The problem> Return every record in full. Match each one exactly.

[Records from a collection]

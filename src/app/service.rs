//! ESC service — the hexagonal core.
//!
//! [`EscService`] owns the command-arbitration policy and the dual-rate
//! telemetry emitter. It exposes a clean, hardware-agnostic API; all I/O
//! flows through port traits injected at call sites, making the entire
//! service testable with mock adapters.
//!
//! ```text
//!  RawCommandFrame ──▶ ┌──────────────────────┐ ──▶ MotorPort
//!  RpmCommandFrame ──▶ │      EscService      │
//!  publish tick    ──▶ │  gate · throttle     │ ──▶ TelemetrySink
//!  TemperaturePort ──▶ └──────────────────────┘
//! ```
//!
//! The host dispatcher invokes the three entry points one at a time,
//! never nested; the service holds no locks and never blocks.

use log::info;

use crate::app::frames::{RAW_COMMAND_MAX, RawCommandFrame, RpmCommandFrame};
use crate::app::gate::{self, CommandDirective};
use crate::app::ports::{MotorPort, TelemetrySink, TemperaturePort};
use crate::app::telemetry::{EscStatus, RpmFeedback};
use crate::config::NodeConfig;

/// Minimum spacing between status publications, approximating 1 Hz
/// against the faster base tick. Deliberately 990 and not 1000: a tick
/// landing a few microseconds short of a full second must still publish.
const STATUS_INTERVAL_MIN_MS: u64 = 990;

/// Command router and telemetry emitter for one ESC channel.
pub struct EscService {
    esc_index: u8,
    command_ttl_ms: u32,
    max_duty_to_start: f32,
    /// Monotonic time of the last status publication. `None` until the
    /// first tick, which therefore always publishes.
    last_status_pub_ms: Option<u64>,
}

impl EscService {
    pub fn new(config: &NodeConfig) -> Self {
        info!(
            "EscService: index={} ttl={}ms start_ceiling={:.2}",
            config.esc_index, config.command_ttl_ms, config.max_duty_to_start
        );
        Self {
            esc_index: config.esc_index,
            command_ttl_ms: config.command_ttl_ms,
            max_duty_to_start: config.max_duty_to_start,
            last_status_pub_ms: None,
        }
    }

    // ── Command routing ───────────────────────────────────────

    /// Handle one inbound raw duty-cycle frame. Issues exactly one motor
    /// directive; a frame too short to address this node fails safe to
    /// stop. No buffering — every frame independently re-decides.
    pub fn on_raw_command(&mut self, frame: &RawCommandFrame, motor: &mut impl MotorPort) {
        let Some(raw) = frame.channel(self.esc_index) else {
            motor.stop();
            return;
        };

        let scaled_dc = f32::from(raw) / f32::from(RAW_COMMAND_MAX);
        let directive = gate::evaluate_duty_cycle(
            scaled_dc,
            motor.is_idle(),
            self.max_duty_to_start,
            self.command_ttl_ms,
        );
        Self::apply(directive, motor);
    }

    /// Handle one inbound RPM frame. Same short-frame fail-safe; no
    /// precedence over the raw stream — whichever frame arrives last
    /// wins.
    pub fn on_rpm_command(&mut self, frame: &RpmCommandFrame, motor: &mut impl MotorPort) {
        let Some(rpm) = frame.channel(self.esc_index) else {
            motor.stop();
            return;
        };

        let directive = gate::evaluate_rpm(rpm, self.command_ttl_ms);
        Self::apply(directive, motor);
    }

    // ── Telemetry emission ────────────────────────────────────

    /// Run one base tick: publish RPM feedback unconditionally, then
    /// status if at least [`STATUS_INTERVAL_MIN_MS`] has elapsed since
    /// the previous status went out.
    pub fn on_tick(
        &mut self,
        now_ms: u64,
        motor: &impl MotorPort,
        temperature: &mut impl TemperaturePort,
        sink: &mut impl TelemetrySink,
    ) {
        sink.publish_feedback(&RpmFeedback {
            esc_index: self.esc_index,
            rpm: motor.rpm(),
        });

        let status = self.build_status(motor, temperature);
        let due = self
            .last_status_pub_ms
            .is_none_or(|prev| now_ms.saturating_sub(prev) >= STATUS_INTERVAL_MIN_MS);
        if due {
            self.last_status_pub_ms = Some(now_ms);
            sink.publish_status(&status);
        }
    }

    // ── Queries ───────────────────────────────────────────────

    /// Channel position this node answers to.
    pub fn esc_index(&self) -> u8 {
        self.esc_index
    }

    // ── Internal ──────────────────────────────────────────────

    /// Translate a gate directive into motor port calls.
    fn apply(directive: CommandDirective, motor: &mut impl MotorPort) {
        match directive {
            CommandDirective::SetDutyCycle { duty, ttl_ms } => motor.set_duty_cycle(duty, ttl_ms),
            CommandDirective::SetRpm { rpm, ttl_ms } => motor.set_rpm(rpm, ttl_ms),
            CommandDirective::Stop => motor.stop(),
        }
    }

    /// Snapshot the motor and sensor into a status message. Invalid
    /// (negative) temperature readings become NaN on the wire rather
    /// than being dropped.
    fn build_status(
        &self,
        motor: &impl MotorPort,
        temperature: &mut impl TemperaturePort,
    ) -> EscStatus {
        let (voltage, current) = motor.input_voltage_current();

        let mut temperature_k = temperature.read_kelvin();
        if temperature_k < 0.0 {
            temperature_k = f32::NAN;
        }

        EscStatus {
            esc_index: self.esc_index,
            voltage,
            current,
            power_rating_pct: (motor.duty_cycle() * 100.0 + 0.5) as u8,
            error_count: motor.fault_count(),
            temperature_k,
        }
    }
}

Written solution>
filename src/app/service.rs
//! ESC service — the hexagonal core.
//!
//! [`EscService`] owns the command-arbitration policy and the dual-rate
//! telemetry emitter. It exposes a clean, hardware-agnostic API; all I/O
//! flows through port traits injected at call sites, making the entire
//! service testable with mock adapters.
//!
//! ```text
//!  RawCommandFrame ──▶ ┌──────────────────────┐ ──▶ MotorPort
//!  RpmCommandFrame ──▶ │      EscService      │
//!  publish tick    ──▶ │  gate · throttle     │ ──▶ TelemetrySink
//!  TemperaturePort ──▶ └──────────────────────┘
//! ```
//!
//! The host dispatcher invokes the three entry points one at a time,
//! never nested; the service holds no locks and never blocks.

use log::info;

use crate::app::frames::{RAW_COMMAND_MAX, RawCommandFrame, RpmCommandFrame};
use crate::app::gate::{self, CommandDirective};
use crate::app::ports::{MotorPort, TelemetrySink, TemperaturePort};
use crate::app::telemetry::{EscStatus, RpmFeedback};
use crate::config::NodeConfig;

/// Minimum spacing between status publications, approximating 1 Hz
/// against the faster base tick. Deliberately 990 and not 1000: a tick
/// landing a few microseconds short of a full second must still publish.
const STATUS_INTERVAL_MIN_MS: u64 = 990;

/// Command router and telemetry emitter for one ESC channel.
pub struct EscService {
    esc_index: u8,
    command_ttl_ms: u32,
    max_duty_to_start: f32,
    /// Monotonic time of the last status publication. `None` until the
    /// first tick, which therefore always publishes.
    last_status_pub_ms: Option<u64>,
}

impl EscService {
    pub fn new(config: &NodeConfig) -> Self {
        info!(
            "EscService: index={} ttl={}ms start_ceiling={:.2}",
            config.esc_index, config.command_ttl_ms, config.max_duty_to_start
        );
        Self {
            esc_index: config.esc_index,
            command_ttl_ms: config.command_ttl_ms,
            max_duty_to_start: config.max_duty_to_start,
            last_status_pub_ms: None,
        }
    }

    // ── Command routing ───────────────────────────────────────

    /// Handle one inbound raw duty-cycle frame. Issues exactly one motor
    /// directive; a frame too short to address this node fails safe to
    /// stop. No buffering — every frame independently re-decides.
    pub fn on_raw_command(&mut self, frame: &RawCommandFrame, motor: &mut impl MotorPort) {
        let Some(raw) = frame.channel(self.esc_index) else {
            motor.stop();
            return;
        };

        let scaled_dc = f32::from(raw) / f32::from(RAW_COMMAND_MAX);
        let directive = gate::evaluate_duty_cycle(
            scaled_dc,
            motor.is_idle(),
            self.max_duty_to_start,
            self.command_ttl_ms,
        );
        Self::apply(directive, motor);
    }

    /// Handle one inbound RPM frame. Same short-frame fail-safe; no
    /// precedence over the raw stream — whichever frame arrives last
    /// wins.
    pub fn on_rpm_command(&mut self, frame: &RpmCommandFrame, motor: &mut impl MotorPort) {
        let Some(rpm) = frame.channel(self.esc_index) else {
            motor.stop();
            return;
        };

        let directive = gate::evaluate_rpm(rpm, self.command_ttl_ms);
        Self::apply(directive, motor);
    }

    // ── Telemetry emission ────────────────────────────────────

    /// Run one base tick: publish RPM feedback unconditionally, then
    /// status if at least [`STATUS_INTERVAL_MIN_MS`] has elapsed since
    /// the previous status went out.
    pub fn on_tick(
        &mut self,
        now_ms: u64,
        motor: &impl MotorPort,
        temperature: &mut impl TemperaturePort,
        sink: &mut impl TelemetrySink,
    ) {
        sink.publish_feedback(&RpmFeedback {
            esc_index: self.esc_index,
            rpm: motor.rpm(),
        });

        let status = self.build_status(motor, temperature);
        let due = self
            .last_status_pub_ms
            .is_none_or(|prev| now_ms.saturating_sub(prev) >= STATUS_INTERVAL_MIN_MS);
        if due {
            self.last_status_pub_ms = Some(now_ms);
            sink.publish_status(&status);
        }
    }

    // ── Queries ───────────────────────────────────────────────

    /// Channel position this node answers to.
    pub fn esc_index(&self) -> u8 {
        self.esc_index
    }

    // ── Internal ──────────────────────────────────────────────

    /// Translate a gate directive into motor port calls.
    fn apply(directive: CommandDirective, motor: &mut impl MotorPort) {
        match directive {
            CommandDirective::SetDutyCycle { duty, ttl_ms } => motor.set_duty_cycle(duty, ttl_ms),
            CommandDirective::SetRpm { rpm, ttl_ms } => motor.set_rpm(rpm, ttl_ms),
            CommandDirective::Stop => motor.stop(),
        }
    }

    /// Snapshot the motor and sensor into a status message. Invalid
    /// (negative) temperature readings become NaN on the wire rather
    /// than being dropped.
    fn build_status(
        &self,
        motor: &impl MotorPort,
        temperature: &mut impl TemperaturePort,
    ) -> EscStatus {
        let (voltage, current) = motor.input_voltage_current();

        let mut temperature_k = temperature.read_kelvin();
        if temperature_k < 0.0 {
            temperature_k = f32::NAN;
        }

        EscStatus {
            esc_index: self.esc_index,
            voltage,
            current,
            power_rating_pct: (motor.duty_cycle() * 100.0 + 0.5) as u8,
            error_count: motor.fault_count(),
            temperature_k,
        }
    }
}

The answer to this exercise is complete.